Translated from the Bulgarian by Peter Bachev.
One:
If she just looks long and hard enough through the grimy pane of the southern window, she is sure to see one of them returning to its nest. That’s what she’s been told, though it is unclear to her how to make out the exact location against the towering mountain slope. She has been staring into the distance for several hours now, to no avail—not a single bird, not even a feather. Only the words flutter about in her head that she remembers from when she was a child, her grandmother’s words probably: “Good birds fly south.” If they were to ask her now, she’d tell them: not good, but dark birds, black stains on the evening sky with crimson in their beaks. She doesn’t know what good looks like, feathered or not, but good these birds are not, she is sure of it. Then again, none of them ever leaves this place; they just fly to the mountain and back.
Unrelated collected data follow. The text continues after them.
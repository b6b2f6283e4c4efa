use super::*;

#[test]
fn display_prefixes_are_stable() {
    assert!(
        GridlensError::validation("x")
            .to_string()
            .contains("validation error:")
    );
    assert!(
        GridlensError::source("x")
            .to_string()
            .contains("source error:")
    );
    assert!(
        GridlensError::capture("x")
            .to_string()
            .contains("capture error:")
    );
    assert!(
        GridlensError::serde("x")
            .to_string()
            .contains("serialization error:")
    );
}

#[test]
fn other_preserves_source() {
    let base = std::io::Error::other("boom");
    let err = GridlensError::Other(anyhow::Error::new(base));
    assert!(err.to_string().contains("boom"));
}
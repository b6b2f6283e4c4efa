use crate::foundation::core::{Rect, Size};
use crate::foundation::error::{GridlensError, GridlensResult};

/// Fixed `rows x cols` partition of the composited surface.
///
/// The partition itself is immutable for a session; cell rectangles are a
/// pure function of the surface's *current* size and are recomputed at every
/// lookup, never cached: the surface can resize between any two ticks.
#[derive(Clone, Copy, Debug, PartialEq, Eq, serde::Serialize, serde::Deserialize)]
pub struct GridIndex {
    rows: u32,
    cols: u32,
}

impl GridIndex {
    /// Create a validated grid with at least one row and one column.
    pub fn new(rows: u32, cols: u32) -> GridlensResult<Self> {
        if rows == 0 || cols == 0 {
            return Err(GridlensError::validation(
                "grid must have at least one row and one column",
            ));
        }
        Ok(Self { rows, cols })
    }

    /// Number of rows.
    pub fn rows(&self) -> u32 {
        self.rows
    }

    /// Number of columns.
    pub fn cols(&self) -> u32 {
        self.cols
    }

    /// Rectangle cell `(row, col)` currently occupies on a surface of
    /// `surface_size`, in surface coordinates.
    ///
    /// Boundaries stay fractional; any snapping to whole pixels happens in
    /// the capture layer. Cells tile the surface exactly: each cell's right
    /// edge is computed as the next cell's left edge, so there is no gap and
    /// no overlap.
    pub fn cell_rect(&self, row: u32, col: u32, surface_size: Size) -> GridlensResult<Rect> {
        if row >= self.rows || col >= self.cols {
            return Err(GridlensError::validation(format!(
                "cell ({row}, {col}) is out of range for a {}x{} grid",
                self.rows, self.cols
            )));
        }

        let cell_width = surface_size.width / f64::from(self.cols);
        let cell_height = surface_size.height / f64::from(self.rows);
        Ok(Rect::new(
            f64::from(col) * cell_width,
            f64::from(row) * cell_height,
            f64::from(col + 1) * cell_width,
            f64::from(row + 1) * cell_height,
        ))
    }

    /// Human-readable 1-based label for a cell, e.g. `"Row 3, Column 6"`.
    pub fn cell_label(&self, row: u32, col: u32) -> String {
        format!("Row {}, Column {}", row + 1, col + 1)
    }
}

#[cfg(test)]
#[path = "../../tests/unit/grid/index.rs"]
mod tests;
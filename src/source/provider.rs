use crate::foundation::core::Size;
use crate::source::frame::SourceFrame;

/// Read-only handle onto a live frame producer.
///
/// Acquisition, permission prompts, and track teardown stay with the
/// embedder; the engine only observes the handle. Readiness is re-queried on
/// every tick; it is not a latch, and a source that stops producing frames
/// (stream ended) reads as unready again until a new frame arrives.
pub trait FrameSource {
    /// The most recently produced frame, if any.
    fn current_frame(&self) -> Option<&SourceFrame>;

    /// Intrinsic pixel size of the current frame; `(0, 0)` while no frame is
    /// available.
    fn intrinsic_size(&self) -> Size {
        self.current_frame()
            .map(SourceFrame::intrinsic_size)
            .unwrap_or(Size::ZERO)
    }

    /// `true` once a frame with non-zero intrinsic dimensions is available.
    fn is_ready(&self) -> bool {
        self.current_frame()
            .is_some_and(|f| f.width > 0 && f.height > 0)
    }
}

/// In-memory frame source for tests and embedding glue.
///
/// The embedder's decode callback replaces the held frame with `set_frame`;
/// `clear` models a stream that ended and makes the source unready again.
#[derive(Clone, Debug, Default)]
pub struct StaticFrameSource {
    frame: Option<SourceFrame>,
}

impl StaticFrameSource {
    /// Create an unready source holding no frame.
    pub fn new() -> Self {
        Self::default()
    }

    /// Create a source already holding `frame`.
    pub fn with_frame(frame: SourceFrame) -> Self {
        Self { frame: Some(frame) }
    }

    /// Replace the held frame.
    pub fn set_frame(&mut self, frame: SourceFrame) {
        self.frame = Some(frame);
    }

    /// Drop the held frame; the source reads as unready until the next
    /// `set_frame`.
    pub fn clear(&mut self) {
        self.frame = None;
    }
}

impl FrameSource for StaticFrameSource {
    fn current_frame(&self) -> Option<&SourceFrame> {
        self.frame.as_ref()
    }
}

#[cfg(test)]
#[path = "../../tests/unit/source/provider.rs"]
mod tests;
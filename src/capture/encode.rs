use base64::Engine as _;

use crate::foundation::core::SurfaceDims;
use crate::foundation::error::{GridlensError, GridlensResult};

/// Fixed encode quality so identical pixel input always produces identical
/// output bytes.
const JPEG_QUALITY: u8 = 90;

const DATA_URL_PREFIX: &str = "data:image/jpeg;base64,";

/// Encode a premultiplied RGBA8 raster as a self-contained
/// `data:image/jpeg;base64,` string.
///
/// JPEG carries no alpha channel. The input is premultiplied, so dropping the
/// alpha byte flattens transparency onto black.
pub fn encode_jpeg_data_url(dims: SurfaceDims, rgba: &[u8]) -> GridlensResult<String> {
    if dims.is_empty() {
        return Err(GridlensError::capture("cannot encode a zero-size raster"));
    }
    if rgba.len() != dims.byte_len() {
        return Err(GridlensError::capture(format!(
            "raster buffer is {} bytes, expected {} for {}x{}",
            rgba.len(),
            dims.byte_len(),
            dims.width,
            dims.height
        )));
    }

    let mut rgb = Vec::with_capacity(dims.width as usize * dims.height as usize * 3);
    for px in rgba.chunks_exact(4) {
        rgb.extend_from_slice(&px[..3]);
    }

    let img: image::RgbImage = image::ImageBuffer::from_raw(dims.width, dims.height, rgb)
        .ok_or_else(|| GridlensError::capture("raster buffer does not match dimensions"))?;

    let mut jpeg = Vec::new();
    let mut encoder = image::codecs::jpeg::JpegEncoder::new_with_quality(&mut jpeg, JPEG_QUALITY);
    encoder
        .encode_image(&img)
        .map_err(|e| GridlensError::capture(format!("jpeg encode failed: {e}")))?;

    let mut out = String::from(DATA_URL_PREFIX);
    base64::engine::general_purpose::STANDARD.encode_string(&jpeg, &mut out);
    Ok(out)
}

#[cfg(test)]
#[path = "../../tests/unit/capture/encode.rs"]
mod tests;
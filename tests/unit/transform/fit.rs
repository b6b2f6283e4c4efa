use super::*;

const EPS: f64 = 1e-9;

#[test]
fn square_source_into_wide_destination_is_centered() {
    let result = fit(Size::new(100.0, 100.0), Size::new(200.0, 100.0));
    assert_eq!(result.draw_rect, Rect::new(50.0, 0.0, 150.0, 100.0));
    assert_eq!(result.scale, 1.0);
}

#[test]
fn wide_source_into_tall_destination_fills_width() {
    let result = fit(Size::new(200.0, 100.0), Size::new(100.0, 400.0));
    assert_eq!(result.draw_rect, Rect::new(0.0, 175.0, 100.0, 225.0));
    assert_eq!(result.scale, 0.5);
}

#[test]
fn matching_aspects_fill_the_destination_exactly() {
    let result = fit(Size::new(200.0, 100.0), Size::new(100.0, 50.0));
    assert_eq!(result.draw_rect, Rect::new(0.0, 0.0, 100.0, 50.0));
    assert_eq!(result.scale, 0.5);
}

#[test]
fn draw_rect_preserves_aspect_and_stays_contained() {
    let intrinsics = [
        Size::new(1280.0, 720.0),
        Size::new(720.0, 1280.0),
        Size::new(333.0, 77.0),
        Size::new(1.0, 999.0),
    ];
    let destinations = [
        Size::new(1920.0, 1080.0),
        Size::new(100.0, 100.0),
        Size::new(257.3, 641.9),
    ];

    for intrinsic in intrinsics {
        for destination in destinations {
            let result = fit(intrinsic, destination);
            let rect = result.draw_rect;

            let source_aspect = intrinsic.width / intrinsic.height;
            let drawn_aspect = rect.width() / rect.height();
            assert!(
                (source_aspect - drawn_aspect).abs() < 1e-6,
                "aspect drifted for {intrinsic:?} into {destination:?}"
            );

            assert!(rect.x0 >= -EPS && rect.y0 >= -EPS);
            assert!(rect.x1 <= destination.width + EPS);
            assert!(rect.y1 <= destination.height + EPS);

            assert!((result.scale - rect.width() / intrinsic.width).abs() < EPS);
            assert!((result.scale - rect.height() / intrinsic.height).abs() < EPS);
        }
    }
}

#[test]
fn margin_splits_evenly_on_the_letterboxed_axis() {
    // Wider than destination: vertical margins.
    let result = fit(Size::new(400.0, 100.0), Size::new(200.0, 200.0));
    let rect = result.draw_rect;
    assert!((rect.y0 - (200.0 - rect.height()) / 2.0).abs() < EPS);
    assert!(((200.0 - rect.y1) - rect.y0).abs() < EPS);

    // Taller than destination: horizontal margins.
    let result = fit(Size::new(100.0, 400.0), Size::new(200.0, 200.0));
    let rect = result.draw_rect;
    assert!((rect.x0 - (200.0 - rect.width()) / 2.0).abs() < EPS);
    assert!(((200.0 - rect.x1) - rect.x0).abs() < EPS);
}

#[test]
fn zero_geometry_yields_empty_result() {
    assert!(fit(Size::ZERO, Size::new(100.0, 100.0)).is_empty());
    assert!(fit(Size::new(100.0, 100.0), Size::ZERO).is_empty());
    assert!(fit(Size::new(0.0, 100.0), Size::new(100.0, 0.0)).is_empty());
    assert_eq!(fit(Size::ZERO, Size::ZERO).scale, 0.0);
}

#[test]
fn non_finite_geometry_yields_empty_result() {
    assert!(fit(Size::new(f64::NAN, 10.0), Size::new(10.0, 10.0)).is_empty());
    assert!(fit(Size::new(10.0, 10.0), Size::new(f64::INFINITY, 10.0)).is_empty());
}
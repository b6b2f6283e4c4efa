use crate::foundation::core::{Size, SurfaceDims};

/// The mutable RGBA8 pixel buffer the compositor draws into.
///
/// Pixels are premultiplied RGBA8, tightly packed, row-major. The surface is
/// created once and resized in place as the destination rectangle's measured
/// size changes; capture only reads it and never reallocates it. Exclusive
/// mutation belongs to the [`crate::render::compositor::Compositor`].
#[derive(Clone, Debug, Default)]
pub struct Surface {
    dims: SurfaceDims,
    data: Vec<u8>,
}

impl Surface {
    /// Create an empty, zero-sized surface.
    pub fn new() -> Self {
        Self::default()
    }

    /// Current pixel dimensions.
    pub fn dims(&self) -> SurfaceDims {
        self.dims
    }

    /// Current dimensions as a floating-point [`Size`].
    pub fn size(&self) -> Size {
        self.dims.as_size()
    }

    /// `true` while the surface has no pixels (not yet sized, or sized to a
    /// zero-area destination).
    pub fn is_empty(&self) -> bool {
        self.dims.is_empty()
    }

    /// Borrow the pixel bytes.
    pub fn data(&self) -> &[u8] {
        &self.data
    }

    /// Read one pixel, or `None` outside the surface.
    pub fn pixel(&self, x: u32, y: u32) -> Option<[u8; 4]> {
        if x >= self.dims.width || y >= self.dims.height {
            return None;
        }
        let idx = (y as usize * self.dims.width as usize + x as usize) * 4;
        Some([
            self.data[idx],
            self.data[idx + 1],
            self.data[idx + 2],
            self.data[idx + 3],
        ])
    }

    /// Resize in place to `dims`.
    ///
    /// A size change leaves the buffer fully cleared; stale pixels never
    /// survive a reallocation. An unchanged size is a no-op; callers that
    /// need a blank surface every tick issue [`Surface::clear`] separately.
    pub fn resize(&mut self, dims: SurfaceDims) {
        if dims == self.dims {
            return;
        }
        self.dims = dims;
        self.data.clear();
        self.data.resize(dims.byte_len(), 0);
    }

    /// Overwrite every pixel with transparent black.
    pub fn clear(&mut self) {
        self.data.fill(0);
    }

    /// Borrow one pixel row; `y` must be within the surface.
    pub(crate) fn row(&self, y: u32) -> &[u8] {
        let stride = self.dims.width as usize * 4;
        let start = y as usize * stride;
        &self.data[start..start + stride]
    }

    pub(crate) fn data_mut(&mut self) -> &mut [u8] {
        &mut self.data
    }
}

#[cfg(test)]
#[path = "../../tests/unit/render/surface.rs"]
mod tests;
The empty room slumbers behind her. Further behind that: a wall. Behind the wall, in the other room: dust, drain flies, and the sound of words drying and shriveling. He’s at his desk, his typewriter devouring the paper sheet, his wound probably bleeding again. She will take care of it later; just stay here for a little while longer.
The sky has nothing to give her. Nor does time, apparently. Minutes, then hours glide across the blue—those that fly high soon evaporate in the heat, the rest get ripped to shreds by the towers of the town. You can’t say that time is standing still here—she wished she could, but she can’t. Still, its infiniteness is reassuring—sine terminis, there’s always some more of it left. There’s some for her to take now, to sit here, watching. To get up from the chair, turn and face the room, to look around, fix her skirt, and move towards the door. To open it slowly and step through, into the dust, the flies, and his words. To dress his wound again and take care of his stomach. To take care of herself.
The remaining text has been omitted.